Een werkgever had zijn werknemers verzocht in het kader van de coronacrisis akkoord te gaan met een salarisvermindering van 25%. Een van de werknemers ging hier niet mee akkoord. Dit leverde hem niet alleen een officiële waarschuwing op van de werkgever, maar hij werd daarnaast ook nog uit het team gezet.
Ook de voorgestelde salarisverlaging werd gewoon doorgevoerd zonder instemming van de betrokken werknemer. Nagenoeg al zijn collega’s, op één na, gingen wel mee in de voorgestelde salarisverlaging. Het arbeidscontract liep nog door 7 januari 2021. Uiteindelijk was er sprake van een dermate verstoorde arbeidsrelatie dat de werknemer zich tot de kantonrechter wendde om ontbinding van de arbeidsovereenkomst te verzoeken.

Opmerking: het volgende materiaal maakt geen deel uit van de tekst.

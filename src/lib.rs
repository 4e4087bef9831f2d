// ============================================================================
// Chinese Numerals Library
// Bidirectional conversion between numbers and Chinese numeral text
// ============================================================================

//! # Chinese Numerals
//!
//! Converts numbers to and from Chinese numeral text.
//!
//! ## Features
//!
//! - **Simplified and Traditional** vocabularies, plus caller-defined ones
//! - **Cardinal and ordinal** forms, signed values and decimal fractions
//! - **Cheque writing** that keeps the explicit 一 before a leading 十
//! - **Canonical output**: redundant 零 and vacuous big units are removed
//! - **Tolerant decoding** of plain digits, positional glyphs (二〇二四) and
//!   full unit grammar (二千零二十四)
//!
//! ## Example
//!
//! ```rust
//! use chinese_numerals::prelude::*;
//! use rust_decimal::Decimal;
//!
//! assert_eq!(to_words(10_001).unwrap(), "一萬零一");
//! assert_eq!(to_words_with(15, &ConversionOptions::cheque()).unwrap(), "一十五");
//! assert_eq!(
//!     to_words_with(-3, &ConversionOptions::simplified()).unwrap(),
//!     "负三"
//! );
//!
//! assert_eq!(from_words("二十三").unwrap(), Decimal::from(23));
//! assert_eq!(from_words("第十二").unwrap(), Decimal::from(12));
//! assert!(from_words("abc").is_err());
//! ```

pub mod domain;
pub mod engine;
pub mod numeric;

pub use domain::{is_simplified_chinese, is_traditional_chinese};
pub use engine::{
    from_words, from_words_with, to_ordinal, to_words, to_words_ordinal, to_words_ordinal_with,
    to_words_with,
};

// Re-exports for convenience
pub mod prelude {
    pub use crate::domain::{
        is_simplified_chinese, is_traditional_chinese, ConversionOptions, MarkerSet, Script,
        Vocabulary,
    };
    pub use crate::engine::{
        from_words, from_words_with, sanitize, to_ordinal, to_words, to_words_ordinal,
        to_words_ordinal_with, to_words_with, NumeralConverter,
    };
    pub use crate::numeric::{decimal_from_f64, NumeralError, NumeralResult};
}

#[cfg(test)]
mod integration_tests {
    use super::prelude::*;
    use rust_decimal::Decimal;

    #[test]
    fn test_end_to_end_round_trip() {
        for vocabulary in [Vocabulary::traditional(), Vocabulary::simplified()] {
            let options = ConversionOptions::new(vocabulary);
            for n in [0_i64, 7, 10, 19, 101, 1010, 10_001, 100_000, 99_999_999, -12_345] {
                let text = to_words_with(n, &options).unwrap();
                assert_eq!(
                    from_words_with(&text, vocabulary).unwrap(),
                    Decimal::from(n),
                    "{} -> {}",
                    n,
                    text
                );
            }
        }
    }

    #[test]
    fn test_float_input_round_trip() {
        let value = decimal_from_f64(-1234.5678).unwrap();
        let text = to_words(value).unwrap();
        assert_eq!(text, "負一千二百三十四點五六七八");
        assert_eq!(from_words(&text).unwrap(), value);
    }

    #[test]
    fn test_cheque_round_trip() {
        let converter = NumeralConverter::new(ConversionOptions::cheque());
        let text = converter.to_words(110_015).unwrap();
        assert_eq!(text, "一十一萬零一十五");
        assert_eq!(converter.from_words(&text).unwrap(), Decimal::from(110_015));
    }

    #[test]
    fn test_ordinal_round_trip() {
        let text = to_words_ordinal(21).unwrap();
        assert_eq!(text, "第二十一");
        assert_eq!(from_words(&text).unwrap(), Decimal::from(21));
    }

    #[test]
    fn test_custom_vocabulary_round_trip() {
        let formal = Vocabulary::new(
            ['零', '壹', '貳', '參', '肆', '伍', '陸', '柒', '捌', '玖', '〇'],
            ['拾', '佰', '仟'],
            ['萬', '億'],
            MarkerSet::new('第'),
            MarkerSet::new('點').with_alternate('.'),
            MarkerSet::new('負').with_alternate('-'),
        );
        let options = ConversionOptions::new(&formal).with_cheque_mode(true);

        let text = to_words_with(Decimal::new(10_050, 2), &options).unwrap();
        assert_eq!(text, "壹佰點伍");
        assert_eq!(from_words_with(&text, &formal).unwrap(), Decimal::new(1005, 1));
    }

    #[test]
    fn test_locale_probes() {
        assert!(is_traditional_chinese("萬"));
        assert!(is_simplified_chinese("万"));
        assert_eq!(Script::detect("二十"), Script::Traditional);
    }
}
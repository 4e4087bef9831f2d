// ============================================================================
// Magnitude Decoder
// Numeral text -> number, with tiered fallback grammars
// ============================================================================
//
// Decoding tries, in order:
// 1. Plain digit strings ("-12.5")
// 2. Positional digit glyphs without units (二〇二四 -> 2024)
// 3. The full unit grammar (二千零二十四 -> 2024), plus the fraction decoder
//
// The unit grammar resolves small units against the big unit that closes
// their tier with a bounded lookahead scan instead of backtracking.

use super::fraction::{decode_fraction, find_point};
use super::sanitizer::sanitize_glyphs;
use crate::domain::{Glyph, Vocabulary};
use crate::numeric::{
    parse_fraction_digits, parse_integer_digits, pow10, NumeralError, NumeralResult,
};
use rust_decimal::Decimal;

/// Maximum number of (digit, small unit) groups between a small unit and the
/// big unit closing its tier.
const MAX_LOOKAHEAD_GROUPS: usize = 2;

/// Which grammar decoded a numeral.
#[derive(Debug, Clone, Copy, PartialEq, Eq)]
pub enum DecodeTier {
    /// ASCII digits with optional sign and point
    Plain,
    /// Digit glyphs read by place value
    Positional,
    /// Digits with small and big units
    Grammar,
}

/// Decode numeral text after ordinal markers have been removed.
///
/// # Errors
/// - `InvalidNumeral` for text none of the grammars accepts
/// - `Overflow` / `PrecisionLoss` if the value leaves the decimal range
pub fn decode(text: &str, vocabulary: &Vocabulary) -> NumeralResult<(Decimal, DecodeTier)> {
    if let Some(result) = decode_plain(text) {
        return result.map(|value| (value, DecodeTier::Plain));
    }
    if let Some(result) = decode_positional(text, vocabulary) {
        return result.map(|value| (value, DecodeTier::Positional));
    }

    let integer = decode_integer(text, vocabulary)?;
    let fraction = decode_fraction(text, vocabulary)?;
    let value = integer
        .checked_add(fraction)
        .ok_or(NumeralError::Overflow)?;
    Ok((value, DecodeTier::Grammar))
}

// ============================================================================
// Tier 1: Plain Digit Strings
// ============================================================================

/// Decode `-?[0-9]+(\.[0-9]*)?`, or `None` if the text has another shape.
///
/// A trailing point without digits is ignored ("5." -> 5). More than 28
/// fractional digits is `PrecisionLoss`, as for glyph fractions.
pub fn decode_plain(text: &str) -> Option<NumeralResult<Decimal>> {
    let (negative, unsigned) = match text.strip_prefix('-') {
        Some(rest) => (true, rest),
        None => (false, text),
    };
    let (integer, fraction) = unsigned.split_once('.').unwrap_or((unsigned, ""));

    let all_digits = |s: &str| s.bytes().all(|b| b.is_ascii_digit());
    if integer.is_empty() || !all_digits(integer) || !all_digits(fraction) {
        return None;
    }

    Some(parse_integer_digits(integer).and_then(|integer| {
        let value = checked_add(integer, parse_fraction_digits(fraction)?)?;
        Ok(if negative { -value } else { value })
    }))
}

// ============================================================================
// Tier 2: Positional Digit Glyphs
// ============================================================================

/// Decode a run of digit glyphs by place value, or `None` if the text
/// contains anything but digit glyphs.
pub fn decode_positional(text: &str, vocabulary: &Vocabulary) -> Option<NumeralResult<Decimal>> {
    if text.is_empty() {
        return None;
    }

    let digits = text
        .chars()
        .map(|glyph| vocabulary.digit_value(glyph).map(|value| char::from(b'0' + value)))
        .collect::<Option<String>>()?;
    Some(parse_integer_digits(&digits))
}

// ============================================================================
// Tier 3: Unit Grammar
// ============================================================================

/// Decode the integer part of numeral text written with units.
///
/// Anything from the first point marker on is ignored; a leading minus
/// marker negates the result.
///
/// # Errors
/// - `InvalidNumeral` if the text is empty or ungrammatical
/// - `Overflow` if the value leaves the decimal range
pub fn decode_integer(text: &str, vocabulary: &Vocabulary) -> NumeralResult<Decimal> {
    let integral = match find_point(text, vocabulary) {
        Some((at, _)) => &text[..at],
        None => text,
    };
    let (negative, unsigned) = match vocabulary.minus().strip_prefix(integral) {
        Some(rest) => (true, rest),
        None => (false, integral),
    };

    let raw: Vec<char> = unsigned.chars().collect();
    let mut glyphs = sanitize_glyphs(&raw, vocabulary);
    if glyphs.is_empty() {
        return Err(NumeralError::InvalidNumeral);
    }
    if glyphs == [vocabulary.zero()] {
        return Ok(Decimal::ZERO);
    }
    // 十二 is read as 一十二
    if glyphs[0] == vocabulary.small_units()[0] {
        glyphs.insert(0, vocabulary.digit(1));
    }

    let total = scan(&glyphs, vocabulary)?;
    Ok(if negative { -total } else { total })
}

/// Sum the contributions of sanitized glyphs, left to right.
fn scan(glyphs: &[char], vocabulary: &Vocabulary) -> NumeralResult<Decimal> {
    let mut total = Decimal::ZERO;
    let mut index = 0;
    // Position of the big unit closing the current tier, once resolved
    let mut resolved = None;

    while index < glyphs.len() {
        let digit = match vocabulary.classify(glyphs[index]) {
            Some(Glyph::Digit(value)) => Decimal::from(value),
            Some(Glyph::BigUnit(tier)) => {
                // A bare leading big unit counts as one; elsewhere it must be
                // the one a small unit's lookahead already applied.
                if index == 0 {
                    total = checked_add(total, big_unit_scale(tier)?)?;
                } else if resolved != Some(index) {
                    return Err(reject(glyphs, index));
                }
                index += 1;
                continue;
            },
            _ => return Err(reject(glyphs, index)),
        };

        let contribution = match glyphs.get(index + 1).map(|&g| vocabulary.classify(g)) {
            None => {
                index += 1;
                digit
            },
            Some(Some(Glyph::SmallUnit(exponent))) => {
                let mut value = checked_mul(digit, pow10(exponent)?)?;
                if let Some((offset, tier)) = closing_big_unit(&glyphs[index + 2..], vocabulary) {
                    value = checked_mul(value, big_unit_scale(tier)?)?;
                    resolved = Some(index + 2 + offset);
                }
                index += 2;
                value
            },
            Some(Some(Glyph::BigUnit(tier))) => {
                index += 2;
                checked_mul(digit, big_unit_scale(tier)?)?
            },
            // 零 between digits marks skipped positions
            Some(Some(Glyph::Digit(_))) if digit.is_zero() => {
                index += 1;
                Decimal::ZERO
            },
            _ => return Err(reject(glyphs, index)),
        };

        total = checked_add(total, contribution)?;
    }

    Ok(total)
}

/// Find the big unit closing the tier that starts at `rest`.
///
/// Scans at most two (digit, small unit) groups and an optional digit, each
/// optionally preceded by a single zero placeholder, and returns the tier of
/// the big unit that follows along with its offset in `rest`. Returns `None`
/// when the tier runs to the end of the text or breaks off without a big unit.
fn closing_big_unit(rest: &[char], vocabulary: &Vocabulary) -> Option<(usize, u32)> {
    let class_at = |i: usize| rest.get(i).and_then(|&g| vocabulary.classify(g));
    let mut groups = 0;
    let mut index = 0;

    loop {
        if class_at(index) == Some(Glyph::Digit(0)) {
            index += 1;
        }
        match (class_at(index), class_at(index + 1)) {
            (Some(Glyph::BigUnit(tier)), _) => return Some((index, tier)),
            (Some(Glyph::Digit(_)), Some(Glyph::BigUnit(tier))) => return Some((index + 1, tier)),
            (Some(Glyph::Digit(_)), Some(Glyph::SmallUnit(_)))
                if groups < MAX_LOOKAHEAD_GROUPS =>
            {
                groups += 1;
                index += 2;
            },
            _ => return None,
        }
    }
}

/// 10^(4 × (tier + 1))
fn big_unit_scale(tier: u32) -> NumeralResult<Decimal> {
    pow10(Glyph::big_unit_exponent(tier))
}

fn checked_add(a: Decimal, b: Decimal) -> NumeralResult<Decimal> {
    a.checked_add(b).ok_or(NumeralError::Overflow)
}

fn checked_mul(a: Decimal, b: Decimal) -> NumeralResult<Decimal> {
    a.checked_mul(b).ok_or(NumeralError::Overflow)
}

fn reject(glyphs: &[char], index: usize) -> NumeralError {
    tracing::debug!(
        "Rejected numeral {:?}: unexpected glyph at position {}",
        glyphs.iter().collect::<String>(),
        index
    );
    NumeralError::InvalidNumeral
}
// ============================================================================
// Domain Models Module
// Vocabularies, their derived tables and conversion options
// ============================================================================

pub mod config;
pub mod glyph;
pub mod locale;
pub mod markers;
pub mod unit_table;
pub mod vocabulary;

pub use config::ConversionOptions;
pub use glyph::{Glyph, GlyphIndex};
pub use locale::{is_simplified_chinese, is_traditional_chinese, Script};
pub use markers::MarkerSet;
pub use unit_table::UnitTable;
pub use vocabulary::Vocabulary;
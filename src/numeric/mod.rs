// ============================================================================
// Numeric Module
// Decimal plumbing shared by the encoder and decoder
// ============================================================================
//
// This module provides:
// - NumeralError: Error types for conversions
// - Exact Decimal helpers (powers of ten, digit-string parsing, f64 input)
//
// Design principles:
// - Decimal values end to end, no float arithmetic in the grammar
// - All arithmetic is checked and returns Result (no panics)

mod decimal;
mod errors;

pub use decimal::{
    decimal_from_f64, parse_fraction_digits, parse_integer_digits, pow10, split_magnitude,
    MAX_FRACTION_DIGITS,
};
pub use errors::{NumeralError, NumeralResult};
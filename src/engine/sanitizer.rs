// ============================================================================
// Sanitizer
// Canonicalization of numeral text
// ============================================================================
//
// Raw encoder output pairs every digit with its positional unit, e.g.
// 10001 -> 一萬零千零百零十一. The passes below reduce it to canonical form
// (一萬零一). Pass order matters: each pass assumes the earlier collapses.
//
// Canonical form is a fixed point: sanitizing it again changes nothing.

use crate::domain::Vocabulary;

/// Normalize numeral text to canonical form.
///
/// # Example
/// ```
/// use chinese_numerals::domain::Vocabulary;
/// use chinese_numerals::engine::sanitize;
///
/// let vocabulary = Vocabulary::traditional();
/// assert_eq!(sanitize("一萬零千零百零十一", vocabulary), "一萬零一");
/// ```
pub fn sanitize(text: &str, vocabulary: &Vocabulary) -> String {
    let glyphs: Vec<char> = text.chars().collect();
    sanitize_glyphs(&glyphs, vocabulary).into_iter().collect()
}

pub(crate) fn sanitize_glyphs(glyphs: &[char], vocabulary: &Vocabulary) -> Vec<char> {
    let glyphs = collapse_empty_small_units(glyphs, vocabulary);
    let glyphs = collapse_vacuous_tiers(&glyphs, vocabulary);
    let glyphs = drop_zeros_before_big_units(&glyphs, vocabulary);
    let glyphs = drop_leading_zeros(&glyphs, vocabulary);
    let glyphs = squash_zero_runs(&glyphs, vocabulary);
    strip_trailing_zeros(glyphs, vocabulary)
}

/// Number of consecutive zero glyphs starting at `start`.
fn zero_run(glyphs: &[char], start: usize, vocabulary: &Vocabulary) -> usize {
    glyphs
        .iter()
        .skip(start)
        .take_while(|&&g| vocabulary.is_zero(g))
        .count()
}

fn is_big_unit_at(glyphs: &[char], index: usize, vocabulary: &Vocabulary) -> bool {
    glyphs
        .get(index)
        .is_some_and(|&g| vocabulary.is_big_unit(g))
}

/// 零千, 零百, 零十 (either zero) -> 零
fn collapse_empty_small_units(glyphs: &[char], vocabulary: &Vocabulary) -> Vec<char> {
    let mut out = Vec::with_capacity(glyphs.len());
    let mut index = 0;
    while index < glyphs.len() {
        let glyph = glyphs[index];
        index += 1;
        if vocabulary.is_zero(glyph)
            && glyphs.get(index).is_some_and(|&g| vocabulary.is_small_unit(g))
        {
            while glyphs.get(index).is_some_and(|&g| vocabulary.is_small_unit(g)) {
                index += 1;
            }
            out.push(vocabulary.zero());
        } else {
            out.push(glyph);
        }
    }
    out
}

/// 億零零零零萬 -> 億零: big units whose whole tier is zero are dropped.
fn collapse_vacuous_tiers(glyphs: &[char], vocabulary: &Vocabulary) -> Vec<char> {
    let mut out = Vec::with_capacity(glyphs.len());
    let mut index = 0;
    while index < glyphs.len() {
        let glyph = glyphs[index];
        out.push(glyph);
        index += 1;
        if !vocabulary.is_big_unit(glyph) {
            continue;
        }

        let mut collapsed = false;
        loop {
            let zeros = zero_run(glyphs, index, vocabulary);
            if zeros == 0 || !is_big_unit_at(glyphs, index + zeros, vocabulary) {
                break;
            }
            index += zeros + 1;
            collapsed = true;
        }
        if collapsed {
            out.push(vocabulary.zero());
        }
    }
    out
}

/// 十零萬 -> 十萬
fn drop_zeros_before_big_units(glyphs: &[char], vocabulary: &Vocabulary) -> Vec<char> {
    let mut out = Vec::with_capacity(glyphs.len());
    let mut index = 0;
    while index < glyphs.len() {
        let glyph = glyphs[index];
        out.push(glyph);
        index += 1;
        if vocabulary.is_small_unit(glyph) {
            let zeros = zero_run(glyphs, index, vocabulary);
            if zeros > 0 && is_big_unit_at(glyphs, index + zeros, vocabulary) {
                index += zeros;
            }
        }
    }
    out
}

/// 零五 -> 五
fn drop_leading_zeros(glyphs: &[char], vocabulary: &Vocabulary) -> Vec<char> {
    let mut start = 0;
    while start + 1 < glyphs.len()
        && vocabulary.is_zero(glyphs[start])
        && vocabulary.is_digit(glyphs[start + 1])
    {
        start += 1;
    }
    glyphs[start..].to_vec()
}

/// 零〇零 -> 零
fn squash_zero_runs(glyphs: &[char], vocabulary: &Vocabulary) -> Vec<char> {
    let mut out: Vec<char> = Vec::with_capacity(glyphs.len());
    for &glyph in glyphs {
        if vocabulary.is_zero(glyph) {
            if out.last() != Some(&vocabulary.zero()) {
                out.push(vocabulary.zero());
            }
        } else {
            out.push(glyph);
        }
    }
    out
}

/// Zero itself is never stripped to empty text.
fn strip_trailing_zeros(mut glyphs: Vec<char>, vocabulary: &Vocabulary) -> Vec<char> {
    while glyphs.len() > 1 && glyphs.last().is_some_and(|&g| vocabulary.is_zero(g)) {
        glyphs.pop();
    }
    glyphs
}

De rechter kwalificeert het handelen van werkgever als afstraffing voor het feit dat werknemer niet met de loonsverlaging heeft ingestemd en oordeelt dat de werkgever ernstig verwijtbaar heeft gehandeld door werknemer te ‘kaltstellen’. De arbeidsovereenkomst is ontbonden per 1 augustus 2020. De werkgever moet een transitievergoeding én een billijke vergoeding betalen wegens ernstig verwijtbaar handelen. Tevens moet hij alsnog het volledige loon betalen, vermeerderd met de wettelijke rente en 20% wettelijke verhoging.
Bij het bepalen van de hoogte van de billijke vergoeding moet normaliter aansluiting worden gezocht bij de resterende looptijd van het contract. Aangezien de werknemer in de IT-sector werkt, achtte de kantonrechter het aannemelijk dat hij binnen 2 maanden weer ander werk kan vinden, waardoor de billijke vergoeding beperkt wordt tot een loonverlies van 2 maanden (ca. € 20.000 in casu).
De transitievergoeding ad € 6.725,66 bruto mag hierop in mindering te worden gebracht, nu deze een deel van de schade compenseert. Dat komt neer op een bedrag van afgerond € 13.275,00 bruto.